What is expected. What is needed is every line, exactly as given, from the line containing "First declaration of" through the end of the data below.

· · · · · · ·

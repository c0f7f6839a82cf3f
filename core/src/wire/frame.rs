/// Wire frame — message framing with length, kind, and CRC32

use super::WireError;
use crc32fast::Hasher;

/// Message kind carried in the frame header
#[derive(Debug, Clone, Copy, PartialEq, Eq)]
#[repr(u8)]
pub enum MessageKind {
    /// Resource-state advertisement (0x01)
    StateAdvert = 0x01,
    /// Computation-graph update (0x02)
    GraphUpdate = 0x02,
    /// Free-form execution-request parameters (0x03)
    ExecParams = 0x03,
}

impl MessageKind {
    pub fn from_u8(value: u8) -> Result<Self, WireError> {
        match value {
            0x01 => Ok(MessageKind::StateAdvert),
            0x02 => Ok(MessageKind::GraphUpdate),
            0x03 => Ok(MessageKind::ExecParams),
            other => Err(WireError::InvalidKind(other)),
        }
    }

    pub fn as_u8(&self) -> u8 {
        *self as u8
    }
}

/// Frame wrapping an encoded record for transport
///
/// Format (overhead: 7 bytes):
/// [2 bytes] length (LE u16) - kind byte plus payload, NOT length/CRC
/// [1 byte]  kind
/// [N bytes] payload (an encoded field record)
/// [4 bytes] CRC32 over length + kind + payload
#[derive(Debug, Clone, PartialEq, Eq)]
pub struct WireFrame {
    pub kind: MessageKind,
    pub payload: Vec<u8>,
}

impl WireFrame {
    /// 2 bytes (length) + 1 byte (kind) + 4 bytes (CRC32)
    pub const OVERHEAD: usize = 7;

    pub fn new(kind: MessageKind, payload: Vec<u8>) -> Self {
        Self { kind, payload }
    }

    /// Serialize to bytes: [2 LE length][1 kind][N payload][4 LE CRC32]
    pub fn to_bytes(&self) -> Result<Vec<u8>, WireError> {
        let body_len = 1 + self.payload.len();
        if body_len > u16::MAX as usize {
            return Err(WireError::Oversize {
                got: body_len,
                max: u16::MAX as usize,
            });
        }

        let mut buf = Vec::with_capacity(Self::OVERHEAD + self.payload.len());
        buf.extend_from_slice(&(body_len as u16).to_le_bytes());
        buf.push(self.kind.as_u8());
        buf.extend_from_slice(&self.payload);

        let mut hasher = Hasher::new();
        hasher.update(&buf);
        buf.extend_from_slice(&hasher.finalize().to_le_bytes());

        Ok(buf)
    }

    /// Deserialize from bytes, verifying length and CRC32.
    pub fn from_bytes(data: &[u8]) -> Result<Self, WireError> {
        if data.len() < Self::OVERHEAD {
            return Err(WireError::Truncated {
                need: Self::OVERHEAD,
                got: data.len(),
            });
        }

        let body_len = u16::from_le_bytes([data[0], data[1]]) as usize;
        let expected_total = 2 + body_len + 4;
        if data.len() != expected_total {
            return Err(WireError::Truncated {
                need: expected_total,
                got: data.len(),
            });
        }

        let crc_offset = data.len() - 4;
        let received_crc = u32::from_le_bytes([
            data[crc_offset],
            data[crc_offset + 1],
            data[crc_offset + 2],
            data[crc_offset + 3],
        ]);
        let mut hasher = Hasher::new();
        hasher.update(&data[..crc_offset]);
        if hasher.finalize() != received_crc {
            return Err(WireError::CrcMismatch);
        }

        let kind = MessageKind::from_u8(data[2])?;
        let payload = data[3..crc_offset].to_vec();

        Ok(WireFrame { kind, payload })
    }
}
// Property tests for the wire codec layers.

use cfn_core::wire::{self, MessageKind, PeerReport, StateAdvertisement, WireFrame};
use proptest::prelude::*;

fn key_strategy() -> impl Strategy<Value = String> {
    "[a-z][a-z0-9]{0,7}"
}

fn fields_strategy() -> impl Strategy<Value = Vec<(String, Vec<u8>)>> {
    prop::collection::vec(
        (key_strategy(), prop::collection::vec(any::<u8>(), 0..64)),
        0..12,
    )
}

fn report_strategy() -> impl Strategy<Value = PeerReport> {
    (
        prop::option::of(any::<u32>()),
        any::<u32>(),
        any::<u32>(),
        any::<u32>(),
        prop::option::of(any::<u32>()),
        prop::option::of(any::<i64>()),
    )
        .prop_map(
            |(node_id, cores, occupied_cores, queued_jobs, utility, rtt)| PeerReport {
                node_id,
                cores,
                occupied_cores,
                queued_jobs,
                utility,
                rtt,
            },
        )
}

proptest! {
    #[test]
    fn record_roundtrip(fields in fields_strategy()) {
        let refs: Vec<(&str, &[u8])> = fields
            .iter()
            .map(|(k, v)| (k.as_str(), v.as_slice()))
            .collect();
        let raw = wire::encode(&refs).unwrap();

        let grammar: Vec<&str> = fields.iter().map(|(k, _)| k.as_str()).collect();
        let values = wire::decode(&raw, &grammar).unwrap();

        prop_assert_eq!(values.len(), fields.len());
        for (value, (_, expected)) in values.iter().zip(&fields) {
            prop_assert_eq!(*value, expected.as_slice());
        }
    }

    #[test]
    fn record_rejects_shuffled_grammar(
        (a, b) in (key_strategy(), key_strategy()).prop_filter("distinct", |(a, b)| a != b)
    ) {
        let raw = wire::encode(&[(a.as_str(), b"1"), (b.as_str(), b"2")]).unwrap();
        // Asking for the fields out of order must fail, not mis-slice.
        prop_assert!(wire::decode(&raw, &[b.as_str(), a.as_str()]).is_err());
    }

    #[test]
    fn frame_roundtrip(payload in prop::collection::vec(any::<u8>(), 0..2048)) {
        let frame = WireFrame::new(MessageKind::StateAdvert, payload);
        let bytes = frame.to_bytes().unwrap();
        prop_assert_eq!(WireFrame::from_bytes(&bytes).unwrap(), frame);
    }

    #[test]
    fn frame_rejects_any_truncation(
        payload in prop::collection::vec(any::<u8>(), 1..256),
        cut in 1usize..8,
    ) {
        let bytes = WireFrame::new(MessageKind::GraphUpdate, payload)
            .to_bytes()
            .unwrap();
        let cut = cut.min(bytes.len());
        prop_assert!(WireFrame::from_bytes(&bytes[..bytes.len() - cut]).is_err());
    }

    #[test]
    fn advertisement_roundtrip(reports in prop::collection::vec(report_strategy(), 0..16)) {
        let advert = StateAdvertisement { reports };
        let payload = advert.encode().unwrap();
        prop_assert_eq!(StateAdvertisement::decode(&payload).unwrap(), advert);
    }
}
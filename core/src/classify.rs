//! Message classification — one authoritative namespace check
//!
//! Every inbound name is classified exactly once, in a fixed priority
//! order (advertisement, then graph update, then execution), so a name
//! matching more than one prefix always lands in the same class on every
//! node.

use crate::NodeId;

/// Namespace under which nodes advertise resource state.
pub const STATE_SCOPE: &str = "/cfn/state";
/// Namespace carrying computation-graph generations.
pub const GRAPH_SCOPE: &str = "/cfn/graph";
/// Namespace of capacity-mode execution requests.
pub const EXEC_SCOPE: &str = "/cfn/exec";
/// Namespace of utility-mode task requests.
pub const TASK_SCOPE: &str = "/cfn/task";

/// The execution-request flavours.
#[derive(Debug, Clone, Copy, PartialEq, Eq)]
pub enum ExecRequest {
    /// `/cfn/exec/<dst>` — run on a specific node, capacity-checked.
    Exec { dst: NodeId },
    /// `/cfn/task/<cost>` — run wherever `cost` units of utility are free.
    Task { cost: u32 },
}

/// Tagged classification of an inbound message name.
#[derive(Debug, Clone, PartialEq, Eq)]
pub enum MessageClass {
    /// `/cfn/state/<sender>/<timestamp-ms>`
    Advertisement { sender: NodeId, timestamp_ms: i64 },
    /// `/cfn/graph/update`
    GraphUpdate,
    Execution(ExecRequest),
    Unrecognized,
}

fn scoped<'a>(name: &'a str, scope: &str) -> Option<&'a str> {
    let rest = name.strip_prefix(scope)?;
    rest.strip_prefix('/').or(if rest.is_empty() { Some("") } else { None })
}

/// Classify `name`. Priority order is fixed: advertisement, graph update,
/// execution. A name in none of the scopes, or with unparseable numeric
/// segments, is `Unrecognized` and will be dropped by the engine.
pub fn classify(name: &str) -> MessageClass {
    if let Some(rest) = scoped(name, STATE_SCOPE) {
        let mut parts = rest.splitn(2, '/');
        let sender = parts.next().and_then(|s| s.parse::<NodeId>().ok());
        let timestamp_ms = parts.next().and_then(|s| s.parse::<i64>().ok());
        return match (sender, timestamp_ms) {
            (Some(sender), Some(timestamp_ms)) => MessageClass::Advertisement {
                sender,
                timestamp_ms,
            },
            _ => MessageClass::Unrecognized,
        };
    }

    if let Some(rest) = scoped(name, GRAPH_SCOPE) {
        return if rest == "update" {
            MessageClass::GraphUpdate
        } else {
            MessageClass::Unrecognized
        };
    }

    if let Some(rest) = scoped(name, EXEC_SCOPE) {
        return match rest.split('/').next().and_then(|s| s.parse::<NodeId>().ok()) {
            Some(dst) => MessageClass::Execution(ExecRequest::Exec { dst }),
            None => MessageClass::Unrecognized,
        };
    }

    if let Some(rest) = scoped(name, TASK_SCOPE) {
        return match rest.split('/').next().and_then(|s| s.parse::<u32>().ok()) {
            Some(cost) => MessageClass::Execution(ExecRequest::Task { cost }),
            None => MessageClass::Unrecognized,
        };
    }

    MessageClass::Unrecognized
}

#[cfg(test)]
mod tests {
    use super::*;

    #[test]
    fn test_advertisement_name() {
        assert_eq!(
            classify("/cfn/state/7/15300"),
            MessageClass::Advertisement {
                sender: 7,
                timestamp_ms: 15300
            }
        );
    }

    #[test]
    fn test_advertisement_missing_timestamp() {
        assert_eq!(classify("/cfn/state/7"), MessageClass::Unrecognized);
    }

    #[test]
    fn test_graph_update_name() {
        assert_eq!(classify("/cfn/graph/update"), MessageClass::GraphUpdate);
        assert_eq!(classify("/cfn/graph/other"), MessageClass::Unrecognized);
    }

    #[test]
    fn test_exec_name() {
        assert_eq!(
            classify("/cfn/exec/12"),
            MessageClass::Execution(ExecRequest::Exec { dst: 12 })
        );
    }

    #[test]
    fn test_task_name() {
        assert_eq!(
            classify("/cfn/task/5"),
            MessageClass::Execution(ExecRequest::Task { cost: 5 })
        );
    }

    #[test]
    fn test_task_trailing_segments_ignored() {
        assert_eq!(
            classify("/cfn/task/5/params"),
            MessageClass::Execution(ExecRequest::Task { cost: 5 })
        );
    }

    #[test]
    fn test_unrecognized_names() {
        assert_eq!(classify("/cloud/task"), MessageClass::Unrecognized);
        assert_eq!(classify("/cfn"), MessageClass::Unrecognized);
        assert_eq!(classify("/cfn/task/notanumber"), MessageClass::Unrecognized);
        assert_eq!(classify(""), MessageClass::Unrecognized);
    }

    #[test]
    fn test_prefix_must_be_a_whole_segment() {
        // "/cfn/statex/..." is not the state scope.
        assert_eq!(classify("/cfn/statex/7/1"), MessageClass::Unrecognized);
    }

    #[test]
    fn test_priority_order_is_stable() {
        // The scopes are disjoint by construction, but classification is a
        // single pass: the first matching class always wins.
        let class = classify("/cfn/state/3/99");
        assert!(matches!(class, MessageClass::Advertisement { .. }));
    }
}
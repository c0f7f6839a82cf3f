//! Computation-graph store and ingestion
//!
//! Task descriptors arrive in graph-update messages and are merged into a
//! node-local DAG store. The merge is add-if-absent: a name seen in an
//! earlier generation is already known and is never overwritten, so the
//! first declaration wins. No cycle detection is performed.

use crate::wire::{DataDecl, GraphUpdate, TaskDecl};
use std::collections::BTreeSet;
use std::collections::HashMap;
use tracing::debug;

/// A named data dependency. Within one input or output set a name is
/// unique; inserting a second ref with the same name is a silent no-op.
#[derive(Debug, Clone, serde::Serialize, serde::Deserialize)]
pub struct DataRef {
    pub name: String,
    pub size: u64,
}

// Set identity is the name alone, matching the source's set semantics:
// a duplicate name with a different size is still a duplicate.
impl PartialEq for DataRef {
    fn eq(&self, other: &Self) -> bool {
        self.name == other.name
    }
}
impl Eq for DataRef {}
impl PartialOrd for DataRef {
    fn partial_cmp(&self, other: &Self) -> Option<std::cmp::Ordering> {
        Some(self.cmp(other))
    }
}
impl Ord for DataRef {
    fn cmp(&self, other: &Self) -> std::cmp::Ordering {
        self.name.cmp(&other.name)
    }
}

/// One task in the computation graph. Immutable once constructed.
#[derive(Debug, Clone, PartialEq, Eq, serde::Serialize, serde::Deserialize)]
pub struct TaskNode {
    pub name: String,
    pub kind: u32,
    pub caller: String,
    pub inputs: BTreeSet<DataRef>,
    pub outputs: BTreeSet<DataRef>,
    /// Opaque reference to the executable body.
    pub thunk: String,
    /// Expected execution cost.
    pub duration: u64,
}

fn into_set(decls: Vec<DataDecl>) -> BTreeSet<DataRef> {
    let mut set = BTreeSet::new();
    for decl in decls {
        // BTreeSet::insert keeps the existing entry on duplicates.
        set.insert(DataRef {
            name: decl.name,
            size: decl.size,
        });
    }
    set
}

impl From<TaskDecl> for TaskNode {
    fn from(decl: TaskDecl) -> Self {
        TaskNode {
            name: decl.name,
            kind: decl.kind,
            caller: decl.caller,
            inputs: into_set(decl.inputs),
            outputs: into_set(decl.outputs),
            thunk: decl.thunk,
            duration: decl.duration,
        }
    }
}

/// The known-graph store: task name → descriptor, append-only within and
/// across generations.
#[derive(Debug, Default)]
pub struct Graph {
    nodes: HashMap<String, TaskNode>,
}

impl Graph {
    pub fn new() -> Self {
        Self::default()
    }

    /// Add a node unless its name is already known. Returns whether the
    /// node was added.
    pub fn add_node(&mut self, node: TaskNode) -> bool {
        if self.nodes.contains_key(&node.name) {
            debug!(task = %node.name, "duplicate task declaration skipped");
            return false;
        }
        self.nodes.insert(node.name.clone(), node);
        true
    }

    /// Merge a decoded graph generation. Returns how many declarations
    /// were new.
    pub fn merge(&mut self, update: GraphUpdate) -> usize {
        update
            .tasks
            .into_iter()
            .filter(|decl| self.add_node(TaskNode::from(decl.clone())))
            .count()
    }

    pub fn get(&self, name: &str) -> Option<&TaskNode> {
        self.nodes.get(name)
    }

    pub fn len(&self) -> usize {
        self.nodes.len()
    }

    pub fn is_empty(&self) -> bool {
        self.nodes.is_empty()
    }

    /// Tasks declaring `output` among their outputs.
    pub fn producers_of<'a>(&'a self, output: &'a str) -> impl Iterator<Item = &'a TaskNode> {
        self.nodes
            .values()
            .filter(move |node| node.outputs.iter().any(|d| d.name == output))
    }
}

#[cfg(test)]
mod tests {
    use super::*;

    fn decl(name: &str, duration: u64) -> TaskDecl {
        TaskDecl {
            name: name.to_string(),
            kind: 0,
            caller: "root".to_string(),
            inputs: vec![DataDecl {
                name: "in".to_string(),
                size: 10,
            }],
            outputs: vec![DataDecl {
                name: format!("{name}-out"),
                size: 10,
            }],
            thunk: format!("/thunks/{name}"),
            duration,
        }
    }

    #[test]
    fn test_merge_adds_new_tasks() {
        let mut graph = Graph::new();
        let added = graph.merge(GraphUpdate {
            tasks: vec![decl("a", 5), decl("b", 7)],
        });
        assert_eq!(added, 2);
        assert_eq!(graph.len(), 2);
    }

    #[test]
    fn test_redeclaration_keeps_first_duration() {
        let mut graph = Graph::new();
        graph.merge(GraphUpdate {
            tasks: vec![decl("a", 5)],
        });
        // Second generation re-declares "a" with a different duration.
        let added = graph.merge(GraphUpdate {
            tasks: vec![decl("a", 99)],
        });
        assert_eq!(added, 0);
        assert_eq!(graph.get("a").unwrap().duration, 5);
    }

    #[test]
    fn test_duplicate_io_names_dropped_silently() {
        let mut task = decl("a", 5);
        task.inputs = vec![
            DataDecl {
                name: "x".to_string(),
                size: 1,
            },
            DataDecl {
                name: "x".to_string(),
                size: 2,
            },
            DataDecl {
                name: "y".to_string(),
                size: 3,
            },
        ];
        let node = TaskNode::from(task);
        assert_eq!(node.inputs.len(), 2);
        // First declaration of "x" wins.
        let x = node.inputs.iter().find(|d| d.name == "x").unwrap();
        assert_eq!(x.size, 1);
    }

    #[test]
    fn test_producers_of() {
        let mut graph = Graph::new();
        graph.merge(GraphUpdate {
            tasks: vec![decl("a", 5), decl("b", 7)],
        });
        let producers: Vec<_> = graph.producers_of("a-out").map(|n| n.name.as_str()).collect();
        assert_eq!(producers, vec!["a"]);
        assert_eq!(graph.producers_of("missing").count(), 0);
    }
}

· · · · · · ·

Solution for this task.
        // First declaration of "x" wins.
        let x = node.inputs.iter().find(|d| d.name == "x").unwrap();
        assert_eq!(x.size, 1);
    }

    #[test]
    fn test_producers_of() {
        let mut graph = Graph::new();
        graph.merge(GraphUpdate {
            tasks: vec![decl("a", 5), decl("b", 7)],
        });
        let producers: Vec<_> = graph.producers_of("a-out").map(|n| n.name.as_str()).collect();
        assert_eq!(producers, vec!["a"]);
        assert_eq!(graph.producers_of("missing").count(), 0);
    }
}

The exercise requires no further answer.